** TASK TO CARRY OUT **
Output the number of lines in the entries below with the string "Some" in them, and nothing further.

(Extracted data entries)
+ + + + +
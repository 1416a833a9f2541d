use std::{
    io::{self, BufReader},
    path::PathBuf,
};

use esc_pos::{Command, Decoder};
use image::{GrayImage, Luma};

#[derive(clap::Parser)]
/// Virtual printer: render a captured ESC/POS raster stream to a PNG
struct Opts {
    /// Path to the captured stream
    pub path: PathBuf,

    /// The output image
    pub out: PathBuf,

    #[clap(long)]
    /// Print every decoded command
    pub trace: bool,
}

fn main() -> io::Result<()> {
    let opts: Opts = clap::Parser::parse();

    let file = std::fs::File::open(&opts.path)?;
    let reader = BufReader::new(file);
    let mut decoder = Decoder::new(reader);

    let mut bytes_per_row: u32 = 0;
    let mut rows: Vec<u8> = Vec::new();
    let mut row_count: u32 = 0;

    loop {
        let command = decoder.advance()?;
        if opts.trace {
            println!("{:?}", command);
        }
        match command {
            Command::Eof => break,
            Command::Raster(block) => {
                if bytes_per_row == 0 {
                    bytes_per_row = u32::from(block.bytes_per_row);
                } else if bytes_per_row != u32::from(block.bytes_per_row) {
                    eprintln!("WARN: raster width changed mid-stream");
                    continue;
                }
                rows.extend_from_slice(block.as_bytes());
                row_count += u32::from(block.rows);
            }
            _ => {}
        }
    }

    if bytes_per_row == 0 || row_count == 0 {
        eprintln!("No raster data in {}", opts.path.display());
        return Ok(());
    }

    let width = bytes_per_row * 8;
    let mut output = GrayImage::from_pixel(width, row_count, Luma([0xFF]));
    for (y, row) in rows.chunks_exact(bytes_per_row as usize).enumerate() {
        for x in 0..width {
            let bit = (row[(x / 8) as usize] >> (7 - x % 8)) & 1;
            if bit == 1 {
                *output.get_pixel_mut(x, y as u32) = Luma([0x00]);
            }
        }
    }
    println!("Decoded {} rows of {} dots", row_count, width);
    output
        .save(&opts.out)
        .map_err(|e| io::Error::new(io::ErrorKind::Other, e))?;
    Ok(())
}
//! Render a ticket file and hand it to the selected backend

use std::{fs, io::Cursor};

use color_eyre::eyre::{self, WrapErr};
use image::ImageFormat;
use log::info;
use ticket_core::{content::TicketContent, fonts::FontBank, layout, raster::Canvas};

use super::opt::{Format, Options};
use crate::print::{self, EncodedStream};

pub fn run(opt: &Options) -> eyre::Result<()> {
    let press = opt.press().wrap_err("Failed to read press configuration")?;

    let text = fs::read_to_string(&opt.file)
        .wrap_err_with(|| format!("Failed to open ticket file: `{}`", opt.file.display()))?;
    // an unknown due mode or urgency fails here, before any rendering
    let mut ticket: TicketContent = ron::from_str(&text)
        .wrap_err_with(|| format!("Invalid ticket file: `{}`", opt.file.display()))?;
    if ticket.id.is_empty() {
        ticket.id = derive_id(&ticket);
        info!("Assigned ticket id {}", ticket.id);
    }

    let bank = FontBank::load(&press.font_paths(), &press.sizes());
    let canvas = layout::compose(&ticket, &bank, &press.layout());
    info!(
        "Composed {}x{} dot canvas for ticket {}",
        canvas.width(),
        canvas.height(),
        ticket.short_id()
    );

    // the stream is complete before the sink sees a single byte
    let name = format!("ticket-{}.{}", ticket.short_id(), opt.format.extension());
    let bytes = match opt.format {
        Format::EscPos => encode_escpos(&canvas)?,
        Format::Png => encode_png(&canvas)?,
        Format::Pdf => encode_pdf(&canvas, &ticket)?,
    };

    let sink = print::select(
        press.device.as_deref(),
        &press.out_dir(),
        opt.format == Format::EscPos,
    );
    let result = sink
        .consume(EncodedStream { name, bytes })
        .wrap_err("Print attempt failed")?;
    info!(
        "Ticket {} sent to {} backend ({})",
        ticket.short_id(),
        result.backend,
        result.path.display()
    );
    Ok(())
}

fn encode_escpos(canvas: &Canvas) -> eyre::Result<Vec<u8>> {
    let width = u16::try_from(canvas.width()).wrap_err("Canvas too wide for ESC/POS")?;
    let stream = esc_pos::encode_page(width, canvas.rows())?;
    Ok(stream)
}

fn encode_png(canvas: &Canvas) -> eyre::Result<Vec<u8>> {
    let mut cursor = Cursor::new(Vec::new());
    canvas
        .to_image()
        .write_to(&mut cursor, ImageFormat::Png)
        .wrap_err("PNG encoding failed")?;
    Ok(cursor.into_inner())
}

fn encode_pdf(canvas: &Canvas, ticket: &TicketContent) -> eyre::Result<Vec<u8>> {
    let image = ticket_pdf::PageImage {
        width: canvas.width(),
        height: canvas.height(),
        data: canvas.as_bytes(),
        dpi: ticket_pdf::DEFAULT_DPI,
    };
    let meta = ticket_pdf::Meta {
        title: Some(ticket.effective_title().into_owned()),
        author: ticket.author.clone(),
        producer: Some("boltpress".to_string()),
        creation: Some(ticket.created),
    };
    let mut out = Vec::new();
    ticket_pdf::write_pdf(&mut out, &image, &meta)?;
    Ok(out)
}

/// Stable id for tickets that arrive without one
fn derive_id(ticket: &TicketContent) -> String {
    // FNV-1a over the fields that distinguish a ticket
    let mut hash: u64 = 0xcbf2_9ce4_8422_2325;
    let created = ticket.created.to_string();
    for b in ticket
        .title
        .bytes()
        .chain(ticket.body.bytes())
        .chain(created.bytes())
    {
        hash ^= u64::from(b);
        hash = hash.wrapping_mul(0x0000_0100_0000_01B3);
    }
    format!("{:08x}", (hash >> 32) as u32)
}
//! # Font handling
//!
//! Text is measured and rasterized through the [TextFace] trait. The
//! production implementation is [TtfFace], which binds a TrueType font to
//! one pixel size per role. When no font file can be found, the bank falls
//! back to the crude built-in face, so a render never fails for lack of a
//! font on disk.

use std::{io, path::Path, sync::Arc};

use log::{debug, info, warn};
use serde::Deserialize;
use thiserror::Error;

mod builtin;
mod ttf;

pub use builtin::BuiltinFace;
pub use ttf::TtfFace;

/// Error when loading a font file
#[derive(Debug, Error)]
pub enum LoadError {
    /// The IO failed
    #[error("Failed IO")]
    Io(#[from] io::Error),
    /// The font data could not be parsed
    #[error("Parsing failed: {0}")]
    Parse(String),
}

/// The text roles of a ticket, each bound to its own size
#[derive(Debug, Copy, Clone, PartialEq, Eq)]
pub enum FontRole {
    /// The big ticket title
    Title,
    /// Header, footer and caption labels
    Label,
    /// Body text
    Body,
    /// The ticket pill and due banner
    Small,
}

/// Glyph heights per role, in dots
///
/// The keys keep the `_pt` names of the original configuration surface;
/// the values are pixel sizes at the 203 dpi of the print head.
#[derive(Debug, Copy, Clone, PartialEq, Eq, Deserialize)]
#[serde(default)]
pub struct FontSizes {
    /// Title size
    pub title_pt: u32,
    /// Label size
    pub label_pt: u32,
    /// Body size
    pub body_pt: u32,
    /// Small size
    pub small_pt: u32,
}

impl Default for FontSizes {
    fn default() -> Self {
        FontSizes {
            title_pt: 48,
            label_pt: 16,
            body_pt: 22,
            small_pt: 18,
        }
    }
}

impl FontSizes {
    fn get(&self, role: FontRole) -> u32 {
        match role {
            FontRole::Title => self.title_pt,
            FontRole::Label => self.label_pt,
            FontRole::Body => self.body_pt,
            FontRole::Small => self.small_pt,
        }
    }
}

/// A rasterized glyph, positioned relative to the pen
pub struct RasterGlyph {
    /// Horizontal offset from the pen position
    pub left: i32,
    /// Vertical offset from the baseline to the first coverage row
    pub top: i32,
    /// Coverage width in pixels
    pub width: u32,
    /// Coverage height in pixels
    pub height: u32,
    /// Row-major grayscale coverage, `width * height` bytes
    pub coverage: Vec<u8>,
}

/// A font bound to a specific pixel size
pub trait TextFace {
    /// The bound glyph size in dots
    fn size(&self) -> u32;

    /// The pen advance of a single char in dots
    fn advance(&self, c: char) -> u32;

    /// Height of the ascender above the baseline in dots
    fn ascent(&self) -> u32;

    /// Baseline-to-baseline distance in dots
    fn line_advance(&self) -> u32;

    /// Rasterize a single char; `None` for whitespace and empty glyphs
    fn glyph(&self, c: char) -> Option<RasterGlyph>;

    /// The same font face bound to a different size
    fn with_size(&self, size: u32) -> Box<dyn TextFace>;
}

/// Build the hollow-box glyph used when a font lacks a character
///
/// The engine substitutes a default-width box instead of failing the
/// render; the caller is expected to log the miss.
pub(crate) fn fallback_glyph(size: u32) -> RasterGlyph {
    let w = (size * 6 / 10).max(3);
    let h = (size * 7 / 10).max(4);
    let t = (size / 12).max(1);
    let mut coverage = vec![0u8; (w * h) as usize];
    for y in 0..h {
        for x in 0..w {
            if x < t || x >= w - t || y < t || y >= h - t {
                coverage[(y * w + x) as usize] = 0xFF;
            }
        }
    }
    RasterGlyph {
        left: 1,
        top: -(h as i32),
        width: w,
        height: h,
        coverage,
    }
}

/// The four sized faces of one render pass
pub struct FontBank {
    title: Box<dyn TextFace>,
    label: Box<dyn TextFace>,
    body: Box<dyn TextFace>,
    small: Box<dyn TextFace>,
}

impl FontBank {
    /// Look up the face for a role
    pub fn face(&self, role: FontRole) -> &dyn TextFace {
        match role {
            FontRole::Title => self.title.as_ref(),
            FontRole::Label => self.label.as_ref(),
            FontRole::Body => self.body.as_ref(),
            FontRole::Small => self.small.as_ref(),
        }
    }

    /// Bind a parsed TrueType font to all four roles
    pub fn from_font(font: Arc<fontdue::Font>, sizes: &FontSizes) -> Self {
        FontBank {
            title: Box::new(TtfFace::new(font.clone(), sizes.get(FontRole::Title))),
            label: Box::new(TtfFace::new(font.clone(), sizes.get(FontRole::Label))),
            body: Box::new(TtfFace::new(font.clone(), sizes.get(FontRole::Body))),
            small: Box::new(TtfFace::new(font, sizes.get(FontRole::Small))),
        }
    }

    /// The built-in 5x7 face for all roles
    pub fn builtin(sizes: &FontSizes) -> Self {
        FontBank {
            title: Box::new(BuiltinFace::new(sizes.get(FontRole::Title))),
            label: Box::new(BuiltinFace::new(sizes.get(FontRole::Label))),
            body: Box::new(BuiltinFace::new(sizes.get(FontRole::Body))),
            small: Box::new(BuiltinFace::new(sizes.get(FontRole::Small))),
        }
    }

    /// Load the first usable font from a list of candidate paths
    ///
    /// Paths that are missing or unparsable are logged and skipped; when
    /// the whole list is exhausted the built-in face takes over.
    pub fn load<P: AsRef<Path>>(paths: &[P], sizes: &FontSizes) -> Self {
        for path in paths {
            let path = path.as_ref();
            match ttf::load_font(path) {
                Ok(font) => {
                    info!("Loaded font file '{}'", path.display());
                    return Self::from_font(Arc::new(font), sizes);
                }
                Err(LoadError::Io(e)) => {
                    debug!("No font file at '{}': {}", path.display(), e);
                }
                Err(LoadError::Parse(e)) => {
                    warn!("Failed to parse font file '{}': {}", path.display(), e);
                }
            }
        }
        warn!("No usable font file, falling back to the built-in face");
        Self::builtin(sizes)
    }
}

#[cfg(test)]
mod tests {
    use super::*;

    #[test]
    fn test_sizes_default() {
        let sizes = FontSizes::default();
        assert_eq!(48, sizes.get(FontRole::Title));
        assert_eq!(18, sizes.get(FontRole::Small));
    }

    #[test]
    fn test_fallback_glyph_is_hollow() {
        let g = fallback_glyph(24);
        assert_eq!((14, 16), (g.width, g.height));
        // border is opaque, center is transparent
        assert_eq!(0xFF, g.coverage[0]);
        let center = (g.height / 2 * g.width + g.width / 2) as usize;
        assert_eq!(0x00, g.coverage[center]);
    }

    #[test]
    fn test_bank_load_falls_back() {
        let bank = FontBank::load(&["/nonexistent/font.ttf"], &FontSizes::default());
        assert_eq!(48, bank.face(FontRole::Title).size());
    }
}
+ + + + +
** SOLUTION TO THIS PROBLEM **
3